De la vertu du DO IT YOURSELF

Durant mes études supérieures en école d’ingénieur, et dans mes premiers postes dans l’administration, on m’a toujours mis en avant les vertus de l’abstraction et de la compréhension des concepts pour être un “bon manager”. L’idée, c’est qu’au bout d’un moment, plus besoin de savoir faire soi-même dans le détail pour être capable de diriger, piloter. Diriger, piloter, devient une compétence à part entière, indépendante ou presque du sujet sur lequel on l’exerce.

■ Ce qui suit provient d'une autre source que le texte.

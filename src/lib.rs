//! Library for defining, validating and executing deterministic finite automata (DFA).
//!
//! A DFA is built from a [`Definition`], which is the raw candidate as it is read from a textual
//! description or assembled by hand. Calling [`Definition::validate`] checks the candidate for
//! well-formedness in a single pass and either produces an immutable [`DFA`] or reports every problem
//! that was found at once. The central operation on a [`DFA`] is [`DFA::validate_string`], which runs
//! an input and reconstructs the exact sequence of states and edges that was traversed.
//!
//! For display purposes, the transitions between any two states are collapsed into [`EdgeGroup`]s whose
//! labels are compressed into ranges (see [`compress`]), and the whole automaton together with an optional
//! highlighted [`Trace`] can be turned into a [`Structure`], which in turn can be written in the DOT format
//! (see [`dot::Dottable`]).
#![deny(missing_docs)]
#![deny(rustdoc::broken_intra_doc_links)]

/// The prelude is supposed to make using this package easier. Including everything, i.e.
/// `use dfa_trace::prelude::*;` should be enough to use the package.
pub mod prelude {
    pub use super::{
        alphabet::{expand_symbols, Alphabet, Symbol},
        automaton::{StateIndex, Trace, TransitionKey, DFA},
        compress::{compress_symbols, compress_tokens},
        definition::Definition,
        dot::{Dottable, ImageFormat, RenderOptions},
        error::{
            DefinitionError, InvalidDefinition, InvalidSymbolError, LoadError,
            MalformedDefinition, SymbolListError,
        },
        loader::{load_definition, load_dfa, parse_definition, read_definition},
        session::{Command, Outcome, Session, SessionError},
        structure::{EdgeGroup, Highlight, Structure},
        Map, Set, Show, State,
    };
}

/// Symbols, alphabets and the expansion of range notation into individual symbols.
pub mod alphabet;

/// The deterministic automaton itself and the execution of inputs on it.
#[allow(clippy::upper_case_acronyms)]
pub mod automaton;

/// Collapses sets of symbols into short, human readable labels.
pub mod compress;

/// The raw candidate definition and its validation.
pub mod definition;

/// Output in the DOT format of graphviz and rendering through the `dot` binary.
pub mod dot;

/// All errors that can occur while loading, validating and executing automata.
pub mod error;

/// Parsing of the textual definition format.
pub mod loader;

/// The context that an interactive front end operates on.
pub mod session;

/// The abstract description of an automaton that a renderer consumes.
pub mod structure;

pub use automaton::{Trace, DFA};
pub use definition::Definition;
pub use structure::{EdgeGroup, Structure};

use itertools::Itertools;

/// The name of a state. States carry no structure besides their name, two states are the
/// same if and only if their names coincide.
pub type State = String;

/// Helper trait which can be used to display states, transitions and such.
pub trait Show {
    /// Returns a human readable representation of `self`, for a state that should be its name
    /// and for a transition (q0, a, q1) it should be (q0, a, q1).
    fn show(&self) -> String;
}

impl Show for char {
    fn show(&self) -> String {
        self.to_string()
    }
}

impl Show for String {
    fn show(&self) -> String {
        self.clone()
    }
}

impl Show for str {
    fn show(&self) -> String {
        self.to_string()
    }
}

impl<S: Show, T: Show, U: Show> Show for (S, T, U) {
    fn show(&self) -> String {
        format!("({}, {}, {})", self.0.show(), self.1.show(), self.2.show())
    }
}

impl<S: Show> Show for [S] {
    fn show(&self) -> String {
        format!("[{}]", self.iter().map(Show::show).join(", "))
    }
}

impl<S: Show> Show for Vec<S> {
    fn show(&self) -> String {
        self.as_slice().show()
    }
}

impl<S: Show + ?Sized> Show for &S {
    fn show(&self) -> String {
        S::show(*self)
    }
}

/// Type alias for sets, we use this to hide which type of `HashSet` we are actually using.
pub type Set<S> = fxhash::FxHashSet<S>;
/// Type alias for maps, we use this to hide which type of `HashMap` we are actually using.
pub type Map<K, V> = fxhash::FxHashMap<K, V>;

#[cfg(test)]
mod tests {
    use crate::prelude::*;

    /// Recognizes all words over `{0, 1}` that end in `1`.
    pub fn ends_in_one() -> DFA {
        Definition::default()
            .with_alphabet(['0', '1'])
            .with_states(["q0", "q1"])
            .with_initial("q0")
            .with_finals(["q1"])
            .with_transitions([
                ("q0", '0', "q0"),
                ("q0", '1', "q1"),
                ("q1", '0', "q0"),
                ("q1", '1', "q1"),
            ])
            .validate()
            .expect("definition is well-formed")
    }

    #[test]
    fn show_trace_edges() {
        let edges = vec![
            ("q0".to_string(), '1', "q1".to_string()),
            ("q1".to_string(), '0', "q0".to_string()),
        ];
        assert_eq!(edges.show(), "[(q0, 1, q1), (q1, 0, q0)]");
    }
}
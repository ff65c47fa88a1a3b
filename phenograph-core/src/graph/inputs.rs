//! Input view handed to node functions.

use super::arena::Graph;
use super::node::NodeId;

/// Read access to one node's inputs during evaluation.
///
/// Reading an input value goes through that input's memoized output, so
/// functions only pull the inputs they actually look at.
pub(crate) struct NodeInputs<'a> {
    graph: &'a mut Graph,
    inputs: &'a [NodeId],
    default_output: f64,
}

impl<'a> NodeInputs<'a> {
    pub(crate) fn new(graph: &'a mut Graph, inputs: &'a [NodeId], default_output: f64) -> Self {
        Self {
            graph,
            inputs,
            default_output,
        }
    }

    /// The node's default output.
    pub fn default_output(&self) -> f64 {
        self.default_output
    }

    /// Input count from which reductions run in parallel.
    pub fn parallel_threshold(&self) -> usize {
        self.graph.config().parallel_threshold
    }

    /// Outputs of all inputs, in input order.
    pub fn values(&mut self) -> Vec<f64> {
        let inputs = self.inputs;
        let graph = &mut *self.graph;
        inputs.iter().map(|&input| graph.evaluate(input)).collect()
    }

    /// Outputs of the inputs at `indices`, in the order given.
    ///
    /// Returns `None` if any index is out of range, so fixed-arity functions
    /// can fall back to the default output on under-connected nodes.
    pub fn values_at<const N: usize>(&mut self, indices: [usize; N]) -> Option<[f64; N]> {
        let inputs = self.inputs;
        if indices.iter().any(|&index| index >= inputs.len()) {
            return None;
        }
        let graph = &mut *self.graph;
        Some(indices.map(|index| graph.evaluate(inputs[index])))
    }
}

#[cfg(test)]
mod tests {
    use crate::function::FunctionId;
    use crate::graph::Graph;

    #[test]
    fn indexed_values_keep_requested_order() {
        let mut graph = Graph::new();
        let node = graph.add_function(FunctionId::Sum);
        let a = graph.add_constant(1.0);
        let b = graph.add_constant(2.0);
        let c = graph.add_constant(3.0);
        graph.add_inputs(node, &[a, b, c]).unwrap();

        assert_eq!(graph.input_values_at(node, [2, 0]).unwrap(), Some([3.0, 1.0]));
        assert_eq!(graph.input_values_at(node, [1, 1]).unwrap(), Some([2.0, 2.0]));
        assert_eq!(graph.input_values_at(node, [0, 3]).unwrap(), None);
        assert_eq!(graph.input_values_at(node, []).unwrap(), Some([]));
    }

    #[test]
    fn indexed_read_only_evaluates_requested_inputs() {
        let mut graph = Graph::new();
        let node = graph.add_function(FunctionId::Not);
        let first = graph.add_constant(0.0);
        let second = graph.add_constant(4.0);
        graph.add_inputs(node, &[first, second]).unwrap();

        assert_eq!(graph.output(node).unwrap(), 1.0);
        assert!(graph.is_cache_valid(first).unwrap());
        assert!(!graph.is_cache_valid(second).unwrap());
    }
}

Sans fondamentalement adhérer à ce point de vue, au fond, on se laisse entraîner, et progressivement, on s’éloigne de la compréhension intime des choses. Le premier qui a commencé à me mettre le doute, c’est Jacques Marzin. Quand j’étais à la DISIC (la direction interministérielle des systèmes d’information de l’Etat), il nous disait qu’il faudrait qu’on sache tous coder, qu’on ait tous un projet à côté, il nous parlait des difficultés qu’il avait à monter son cluster hadoop à la maison, … Je ne le prenais pas trop au sérieux, mais ça m’intriguait qu’un directeur expérimenté, qui avait un rôle très large avec un fort leadership sur toute l’informatique de l’Etat éprouve aussi le besoin de se confronter à la réalité.

Maintenant que je suis chez AWS, je réalise combien il avait raison. Dans l’informatique récente, il y a eu un nombre impressionnant de changements de paradigmes, qui finissent par perdre du sens à force d’être conceptualisés. Au bout d’un moment, le concept N+1 qui améliore le concept N qui avait supplanté le concept N-1, ça n’a plus beaucoup de sens, et on devient terriblement superficiel, à sauter d’un concept à un autre, à ne plus réellement distinguer le changement clé du buzz-word à la mode, et finalement ne plus vraiment comprendre précisément, intimement, le problème que chacune des évolutions résout.

Et je reconnais volontiers que malgré la curiosité que j’ai toujours entretenu pour la technologie, j’ai largement manqué certains virages. Et ça pose problème, parce que l’évolution technologique actuelle a introduit, et continue à introduire des transformations profondes, des ruptures, pas uniquement dans le “comment”, mais aussi dans les modèles économiques, les modèles d’organisation, les modèles d’achat, les modèles de sous-traitance.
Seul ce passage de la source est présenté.